とりわけ社会の大混乱時の有用性について疑問を呈した。


「新たなビットコインや仮想通貨への熱狂では、自分たちの法定通貨を作ることで(既存の)法定通貨から離れないといけないという考えがある。
自分たちの法定通貨では最後の貸し手もいないし、中立的裁定者もいない。」

チャノス氏がNew Economic Thinkingのインタビューでビットコインを支える物語に言及した。
各国の中央銀行が野放図な通貨発行を続ける中、そうしたことの起こらない規律ある通貨が必要というものだ。
そうした通貨が実現すれば、時として理不尽な政府の収奪からも逃れられるかもしれない。
しかし、こうした自由・自治の物語は反面、個々人が自ら問題に当たらなければいけないことを意味する。

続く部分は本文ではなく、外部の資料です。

//! Request ledger entry

use chrono::{DateTime, Utc};
use serde::{Deserialize, Serialize};
use uuid::Uuid;

use crate::domain::api_key::ApiKeyId;

/// Ledger entry identifier
#[derive(Debug, Clone, Copy, PartialEq, Eq, Hash, Serialize, Deserialize)]
pub struct ApiLogEntryId(Uuid);

impl ApiLogEntryId {
    pub fn generate() -> Self {
        Self(Uuid::new_v4())
    }

    pub fn as_uuid(&self) -> Uuid {
        self.0
    }
}

impl std::fmt::Display for ApiLogEntryId {
    fn fmt(&self, f: &mut std::fmt::Formatter<'_>) -> std::fmt::Result {
        write!(f, "{}", self.0)
    }
}

/// One admitted request, recorded once and never mutated
///
/// `created_at` is the timestamp window counting is based on.
#[derive(Debug, Clone, Serialize, Deserialize)]
pub struct ApiLogEntry {
    pub id: ApiLogEntryId,
    pub api_key_id: Option<ApiKeyId>,
    pub route: String,
    pub http_method: String,
    pub params: String,
    pub ip_address: Option<String>,
    pub created_at: DateTime<Utc>,
}

impl ApiLogEntry {
    pub fn new(
        api_key_id: Option<ApiKeyId>,
        route: impl Into<String>,
        http_method: impl Into<String>,
        created_at: DateTime<Utc>,
    ) -> Self {
        Self {
            id: ApiLogEntryId::generate(),
            api_key_id,
            route: route.into(),
            http_method: http_method.into(),
            params: String::new(),
            ip_address: None,
            created_at,
        }
    }

    pub fn with_params(mut self, params: impl Into<String>) -> Self {
        self.params = params.into();
        self
    }

    pub fn with_ip_address(mut self, ip_address: Option<String>) -> Self {
        self.ip_address = ip_address;
        self
    }
}
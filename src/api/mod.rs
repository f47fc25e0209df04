//! API layer - guard middleware, health endpoints and sample routes

pub mod health;
pub mod middleware;
pub mod router;
pub mod state;
pub mod types;
pub mod v1;

pub use middleware::{api_guard_middleware, GuardedKey, RequestedIncludes, RequireApiKey};
pub use router::{create_router, create_router_with};
pub use state::{AppState, RequestSettings};
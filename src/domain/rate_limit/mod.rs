//! Rate limit decisions
//!
//! Pure evaluation of a scope's limit against a ledger count. Counting itself
//! is done by the guard engine against the request ledger.

mod evaluator;

pub use evaluator::{LimitDecision, LimitRejection, RateLimiter};
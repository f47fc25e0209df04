//! Application configuration

mod app_config;

pub use app_config::{
    AppConfig, GuardConfig, LogFormat, LoggingConfig, SeedKeyConfig, ServerConfig, StorageConfig,
};
//! Check-config command - validates configuration without serving

use crate::config::AppConfig;
use crate::domain::policy::PolicyRegistry;

/// Findings from a configuration check
#[derive(Debug, Default)]
pub struct ConfigReport {
    pub policies: usize,
    pub keys: usize,
    pub warnings: Vec<String>,
    pub errors: Vec<String>,
}

impl ConfigReport {
    pub fn is_ok(&self) -> bool {
        self.errors.is_empty()
    }
}

/// Run the check and print the report
///
/// Fails when any error was found, or when `strict_limits` is set and any
/// limit is misconfigured.
pub fn run(config: AppConfig) -> anyhow::Result<()> {
    let report = check(&config);

    println!(
        "{} policies, {} seeded keys",
        report.policies, report.keys
    );
    for warning in &report.warnings {
        println!("warning: {}", warning);
    }
    for error in &report.errors {
        println!("error: {}", error);
    }

    if report.is_ok() {
        println!("configuration OK");
        Ok(())
    } else {
        anyhow::bail!("configuration has {} error(s)", report.errors.len())
    }
}

pub fn check(config: &AppConfig) -> ConfigReport {
    let mut report = ConfigReport::default();

    match crate::build_policy_registry(config, false) {
        Ok(registry) => {
            report.policies = registry.len();
            report.warnings.extend(
                registry
                    .diagnostics()
                    .into_iter()
                    .map(|warning| warning.to_string()),
            );

            if !config.guard.logging_enabled
                && registry.policies().iter().any(|(_, policy)| policy.has_limits())
            {
                report.warnings.push(
                    "limits are declared but request logging is disabled; they will never trigger"
                        .to_string(),
                );
            }

            if config.guard.strict_limits {
                if let Err(e) = crate::build_policy_registry(config, true) {
                    report.errors.push(e.to_string());
                }
            }
        }
        Err(e) => report.errors.push(e.to_string()),
    }

    match crate::seed_keys(&config.keys) {
        Ok(keys) => report.keys = keys.len(),
        Err(e) => report.errors.push(e.to_string()),
    }

    report
}

#[cfg(test)]
mod tests {
    use super::*;
    use crate::config::SeedKeyConfig;
    use crate::domain::policy::{LimitDefinition, LimitsDefinition, PolicyDefinition};

    fn policy(route: &str, key_limit: Option<LimitDefinition>) -> PolicyDefinition {
        PolicyDefinition {
            route: route.to_string(),
            method: "GET".to_string(),
            key_authentication: true,
            level: None,
            limits: LimitsDefinition {
                key: key_limit,
                method: None,
            },
        }
    }

    fn limit(limit: i64, window: &str) -> Option<LimitDefinition> {
        Some(LimitDefinition {
            limit: Some(limit),
            window: Some(window.to_string()),
        })
    }

    #[test]
    fn test_clean_configuration() {
        let mut config = AppConfig::default();
        config.policies = vec![policy("/v1/books", limit(10, "1 minute"))];

        let report = check(&config);

        assert!(report.is_ok());
        assert!(report.warnings.is_empty());
        assert_eq!(report.policies, 1);
    }

    #[test]
    fn test_misconfigured_limit_is_a_warning() {
        let mut config = AppConfig::default();
        config.policies = vec![policy("/v1/books", limit(10, "whenever"))];

        let report = check(&config);

        assert!(report.is_ok());
        assert_eq!(report.warnings.len(), 1);
    }

    #[test]
    fn test_misconfigured_limit_is_an_error_when_strict() {
        let mut config = AppConfig::default();
        config.guard.strict_limits = true;
        config.policies = vec![policy("/v1/books", limit(-1, "1 minute"))];

        let report = check(&config);

        assert!(!report.is_ok());
    }

    #[test]
    fn test_duplicate_policy_and_bad_key_are_errors() {
        let mut config = AppConfig::default();
        config.policies = vec![policy("/v1/books", None), policy("/v1/books", None)];
        config.keys = vec![SeedKeyConfig {
            id: "k1".to_string(),
            key: "has space".to_string(),
            level: 0,
            ignore_limits: false,
        }];

        let report = check(&config);

        assert_eq!(report.errors.len(), 2);
    }

    #[test]
    fn test_limits_without_logging_warn() {
        let mut config = AppConfig::default();
        config.guard.logging_enabled = false;
        config.policies = vec![policy("/v1/books", limit(10, "1 minute"))];

        let report = check(&config);

        assert!(report.is_ok());
        assert_eq!(report.warnings.len(), 1);
    }
}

「次の終末で(仮想通貨が)価値の保存手段として働くと考える人たちは、指紋や網膜などたくさんのセキュリティーで自分のキーを守らないといけない。
クラッカーが盗もうと群れを成してやってくるだろう。」

政府と無関係の通貨だからこそ政府が守るにも限界がある。

チャノス氏の仮想通貨評は厳しい。
国破れても仮想通貨が残るとの夢物語についてもシニカルな反応だ。


「ワースト・ケースのためにデジタル通貨を保有する必要があると信じている人たちにとって、(ワースト・ケースは)デジタル通貨がもっとも機能しないケースなんだ。
・・・法定通貨が世界を崩壊させるという場合、もちろんそれは起こりうるが、電力網が落ちる可能性があるなら、ビットコインは持っていたくない。」

チャノス氏は、社会の大混乱に備えるなら、食料を備蓄するのが一番いいと話している。
仮想通貨は電力・通信インフラのトラブルに対して脆弱だ。
しかし、トラブルがなくとも実はさほど便利なものではないようだ。
チャノス氏はある仮想通貨マニアのブログを紹介した。
彼は、取引のある仮想通貨取引所にビットコインを米ドルに換えて米銀に送ってほしいと頼んだという。

「8-10日もかかり、追ってたくさんの手続き・電話が必要だった。
一番面白かった部分は、彼がパスポートの写しをリトアニアにファックスしなきゃいけなかったというところだ。」

チャノス氏は特に、東欧にファックスしなければいけないというところに驚いたという。
パスポートをファックスするとは、仮想通貨の目指す方向と真逆のように感じられたからだ。
チャノス氏は結論する。

(仮想通貨は)金融政策におけるテクノロジーによるブレークスルーという名を借りた証券投機ゲームにすぎない。